With a push to get more electricity from solar panels, wind turbines, hydroelectric and nuclear power plants, some people have worried that there won’t be enough key minerals to make the decarbonization switch.
Rare earth minerals, also called rare earth elements, actually aren’t that rare. The U.S. Geological Survey describes them as a “relatively abundant.” They’re essential for the strong magnets necessary for wind turbines; they also show up in smartphones, computer displays and LED light bulbs. This new study looks at not only those elements but 17 different raw materials required to make electricity that include some downright common resources such as steel, cement and glass.
A team of scientists looked at the materials — many not often mined heavily in the past — and 20 different power sources. They calculated supplies and pollution from mining if green power surged to meet global goals to cut heat-trapping carbon emissions from fossil fuel.
Much more mining is needed, but there are enough minerals to go around and drilling for them will not significantly worsen warming, the study in Friday’s scientific journal Joule concluded.

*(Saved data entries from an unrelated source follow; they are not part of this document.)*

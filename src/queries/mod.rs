pub mod admin_queries;
pub mod attribute_queries;
pub mod catalog_queries;
pub mod category_queries;
pub mod discount_queries;
pub mod product_queries;
pub mod promotion_queries;
pub mod review_queries;
pub mod variant_queries;
use std::collections::HashMap;

use sqlx::{PgPool, Postgres, QueryBuilder};

use crate::{
    catalog::visibility::SQL_PRODUCT_VISIBLE,
    error::Result,
    models::{CatalogQuery, CatalogSort, Product, ProductImage},
};

const DEFAULT_PAGE_SIZE: i64 = 12;
const MAX_PAGE_SIZE: i64 = 60;

pub async fn find_by_id(pool: &PgPool, id: i32) -> Result<Option<Product>> {
    let product = sqlx::query_as::<_, Product>("SELECT * FROM products WHERE id = $1")
        .bind(id)
        .fetch_optional(pool)
        .await?;

    Ok(product)
}

/// Listing fetch for the catalog assembler. The ordering requested by the
/// caller is preserved all the way to the response.
pub async fn list_products(pool: &PgPool, params: &CatalogQuery) -> Result<Vec<Product>> {
    let sort = params.sort.unwrap_or(CatalogSort::BestSellers);

    let mut query: QueryBuilder<Postgres> = match sort {
        CatalogSort::BestSellers => {
            let mut q = QueryBuilder::new("SELECT * FROM products WHERE ");
            q.push(SQL_PRODUCT_VISIBLE);
            q.push(" ORDER BY sold_count DESC, id DESC");
            q
        }
        CatalogSort::Deals => {
            // most recently discounted first
            let mut q = QueryBuilder::new(
                "SELECT p.* FROM products p \
                 JOIN product_discounts d ON d.product_id = p.id AND d.active = true \
                 WHERE p.",
            );
            q.push(SQL_PRODUCT_VISIBLE);
            q.push(" ORDER BY d.created_at DESC, p.id DESC");
            q
        }
    };

    let limit = params.limit.unwrap_or(DEFAULT_PAGE_SIZE).min(MAX_PAGE_SIZE);

    query.push(" LIMIT ");
    query.push_bind(limit);

    if let Some(offset) = params.offset {
        query.push(" OFFSET ");
        query.push_bind(offset);
    }

    let products = query.build_query_as::<Product>().fetch_all(pool).await?;

    Ok(products)
}

pub async fn images_for_products(
    pool: &PgPool,
    product_ids: &[i32],
) -> Result<HashMap<i32, Vec<ProductImage>>> {
    if product_ids.is_empty() {
        return Ok(HashMap::new());
    }

    let images = sqlx::query_as::<_, ProductImage>(
        "SELECT * FROM product_images
         WHERE product_id = ANY($1)
         ORDER BY product_id, is_main DESC, position ASC",
    )
    .bind(product_ids)
    .fetch_all(pool)
    .await?;

    let mut images_map: HashMap<i32, Vec<ProductImage>> = HashMap::new();
    for image in images {
        images_map.entry(image.product_id).or_default().push(image);
    }

    Ok(images_map)
}

pub async fn find_images_by_product_id(pool: &PgPool, id: i32) -> Result<Vec<ProductImage>> {
    let images = sqlx::query_as::<_, ProductImage>(
        "SELECT * FROM product_images
         WHERE product_id = $1
         ORDER BY is_main DESC, position ASC",
    )
    .bind(id)
    .fetch_all(pool)
    .await?;

    Ok(images)
}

“Decarbonization is going to be big and messy, but at the same time we can do it,” said study co-author Zeke Hausfather, a climate scientist at the tech company Stripe and Berkeley Earth. “I’m not worried we’re going to run out of these materials.”
Much of the global concern about raw materials for decarbonization has to do with batteries and transportation, especially electric cars that rely on lithium for batteries. This study doesn’t look at that.

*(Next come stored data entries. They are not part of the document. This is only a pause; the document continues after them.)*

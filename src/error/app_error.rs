use axum::{
    http::StatusCode,
    response::{IntoResponse, Response},
    Json,
};
use serde_json::json;
use std::fmt;

#[derive(Debug)]
pub enum AppError {
    DatabaseError(sqlx::Error),
    ConfigError(String),
    NotFound(String),
    BadRequest(String),
    Conflict(String),
}

impl fmt::Display for AppError {
    fn fmt(&self, f: &mut fmt::Formatter<'_>) -> fmt::Result {
        match self {
            AppError::DatabaseError(e) => write!(f, "store unavailable: {}", e),
            AppError::ConfigError(msg) => write!(f, "configuration error: {}", msg),
            AppError::NotFound(msg) => write!(f, "not found: {}", msg),
            AppError::BadRequest(msg) => write!(f, "bad request: {}", msg),
            AppError::Conflict(msg) => write!(f, "conflict: {}", msg),
        }
    }
}

impl std::error::Error for AppError {}

impl From<sqlx::Error> for AppError {
    fn from(err: sqlx::Error) -> Self {
        AppError::DatabaseError(err)
    }
}

impl From<std::env::VarError> for AppError {
    fn from(err: std::env::VarError) -> Self {
        AppError::ConfigError(err.to_string())
    }
}

impl IntoResponse for AppError {
    fn into_response(self) -> Response {
        let (status, error_message) = match self {
            AppError::DatabaseError(ref e) => {
                tracing::error!("Store error: {:?}", e);
                (StatusCode::INTERNAL_SERVER_ERROR, "Store unavailable")
            }
            AppError::ConfigError(ref msg) => {
                tracing::error!("Configuration error: {}", msg);
                (StatusCode::INTERNAL_SERVER_ERROR, "Server configuration error")
            }
            AppError::NotFound(ref msg) => (StatusCode::NOT_FOUND, msg.as_str()),
            AppError::BadRequest(ref msg) => (StatusCode::BAD_REQUEST, msg.as_str()),
            AppError::Conflict(ref msg) => (StatusCode::CONFLICT, msg.as_str()),
        };

        let body = Json(json!({
            "success": false,
            "error": error_message,
        }));

        (status, body).into_response()
    }
}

Looking at mineral demands for batteries is much more complicated than for electric power and that’s what the team will do next, Hausfather said. The power sector is still about one-third to half of the resource issue, he said.

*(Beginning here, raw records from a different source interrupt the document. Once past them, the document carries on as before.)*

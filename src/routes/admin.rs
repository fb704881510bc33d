use axum::{
    extract::{Path, State},
    Json,
};
use chrono::{DateTime, Utc};
use rust_decimal::Decimal;
use serde_json::{json, Value};

use crate::{
    error::{AppError, Result},
    models::{Discount, DiscountRequest, Envelope, Promotion, PromotionRequest},
    queries::{admin_queries, product_queries, promotion_queries},
    AppState,
};

pub async fn list_promotions(
    State(state): State<AppState>,
) -> Result<Json<Envelope<Vec<Promotion>>>> {
    let promotions = promotion_queries::get_all(&state.db).await?;

    Ok(Json(Envelope::ok(promotions)))
}

pub async fn create_promotion(
    State(state): State<AppState>,
    Json(payload): Json<PromotionRequest>,
) -> Result<Json<Envelope<Promotion>>> {
    let title = payload
        .title
        .as_deref()
        .map(str::trim)
        .filter(|t| !t.is_empty())
        .map(str::to_string)
        .ok_or_else(|| AppError::BadRequest("title is required".to_string()))?;

    let percent = payload
        .discount_percent
        .ok_or_else(|| AppError::BadRequest("discount_percent is required".to_string()))?;
    validate_percent(percent)?;
    validate_window(payload.starts_at, payload.ends_at)?;

    let req = PromotionRequest {
        title: Some(title),
        ..payload
    };

    let promotion = admin_queries::create_promotion(&state.db, &req).await?;

    Ok(Json(Envelope::ok(promotion)))
}

pub async fn update_promotion(
    State(state): State<AppState>,
    Path(id): Path<i32>,
    Json(payload): Json<PromotionRequest>,
) -> Result<Json<Envelope<Promotion>>> {
    if let Some(percent) = payload.discount_percent {
        validate_percent(percent)?;
    }
    validate_window(payload.starts_at, payload.ends_at)?;

    let promotion = admin_queries::update_promotion(&state.db, id, &payload)
        .await?
        .ok_or_else(|| AppError::NotFound(format!("Promotion {} not found", id)))?;

    Ok(Json(Envelope::ok(promotion)))
}

pub async fn delete_promotion(
    State(state): State<AppState>,
    Path(id): Path<i32>,
) -> Result<Json<Envelope<Value>>> {
    if !admin_queries::delete_promotion(&state.db, id).await? {
        return Err(AppError::NotFound(format!("Promotion {} not found", id)));
    }

    Ok(Json(Envelope::ok(json!({ "id": id }))))
}

pub async fn set_discount(
    State(state): State<AppState>,
    Path(product_id): Path<i32>,
    Json(payload): Json<DiscountRequest>,
) -> Result<Json<Envelope<Discount>>> {
    let percent = payload
        .discount_percent
        .ok_or_else(|| AppError::BadRequest("discount_percent is required".to_string()))?;
    validate_percent(percent)?;
    validate_window(payload.starts_at, payload.ends_at)?;

    if product_queries::find_by_id(&state.db, product_id).await?.is_none() {
        return Err(AppError::NotFound(format!(
            "Product {} not found",
            product_id
        )));
    }

    let discount = admin_queries::upsert_discount(&state.db, product_id, &payload).await?;

    Ok(Json(Envelope::ok(discount)))
}

pub async fn remove_discount(
    State(state): State<AppState>,
    Path(product_id): Path<i32>,
) -> Result<Json<Envelope<Value>>> {
    if !admin_queries::delete_discount(&state.db, product_id).await? {
        return Err(AppError::NotFound(format!(
            "Product {} has no discount",
            product_id
        )));
    }

    Ok(Json(Envelope::ok(json!({ "product_id": product_id }))))
}

fn validate_percent(percent: Decimal) -> Result<()> {
    if percent < Decimal::ZERO || percent > Decimal::ONE_HUNDRED {
        return Err(AppError::BadRequest(
            "discount_percent must be between 0 and 100".to_string(),
        ));
    }

    Ok(())
}

fn validate_window(
    starts_at: Option<DateTime<Utc>>,
    ends_at: Option<DateTime<Utc>>,
) -> Result<()> {
    if let (Some(start), Some(end)) = (starts_at, ends_at) {
        if end <= start {
            return Err(AppError::BadRequest(
                "ends_at must be after starts_at".to_string(),
            ));
        }
    }

    Ok(())
}

#[cfg(test)]
mod tests {
    use super::*;
    use chrono::Duration;
    use rust_decimal_macros::dec;

    #[test]
    fn percent_must_stay_within_bounds() {
        assert!(validate_percent(dec!(0)).is_ok());
        assert!(validate_percent(dec!(100)).is_ok());
        assert!(validate_percent(dec!(100.5)).is_err());
        assert!(validate_percent(dec!(-1)).is_err());
    }

    #[test]
    fn window_must_end_after_it_starts() {
        let now = Utc::now();

        assert!(validate_window(Some(now), Some(now + Duration::hours(1))).is_ok());
        assert!(validate_window(Some(now), Some(now)).is_err());
        assert!(validate_window(Some(now), Some(now - Duration::hours(1))).is_err());
        assert!(validate_window(None, Some(now)).is_ok());
        assert!(validate_window(Some(now), None).is_ok());
    }
}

A lot depends on how fast the world switches to green energy.
There will be short supplies. For example, dysprosium is a mineral used for magnets in wind turbines and a big push for cleaner electricity would require three times as much dysprosium as currently produced, the paper said. But there’s more than 12 times as much dysprosium in reserves than would be needed in that clean energy push.
Another close call is tellurium, which is used in industrial solar farms and where there may be only slightly more estimated resources than what would be required in a big green push. But Hausfather said there are substitutions available in all these materials’ cases.
“There are enough materials in reserves. The analysis is robust and this study debunks those (running out of minerals) concerns,” said Daniel Ibarra, an environment professor at Brown University, who wasn’t part of the study but looks at lithium shortages. But he said production capacity has to grow for some “key metals” and one issue is how fast can it grow.
Another concern is whether the mining will add more heat-trapping carbon emissions to the atmosphere. It will, maybe as much as 10 billion metric tons, which is one-quarter of the annual global carbon emissions, Hausfather said. Renewables require more materials per energy output than fossil fuels because they are more decentralized, he said.
But the increase in carbon pollution from more mining will be more than offset by a huge reduction in pollution from heavy carbon emitting fossil fuels, Hausfeather said.
Stanford University’s Rob Jackson, who wasn’t part of the study, said while multiple lines of evidence show there are enough rare earth minerals, balance is needed: “Along with mining more, we should be using less.”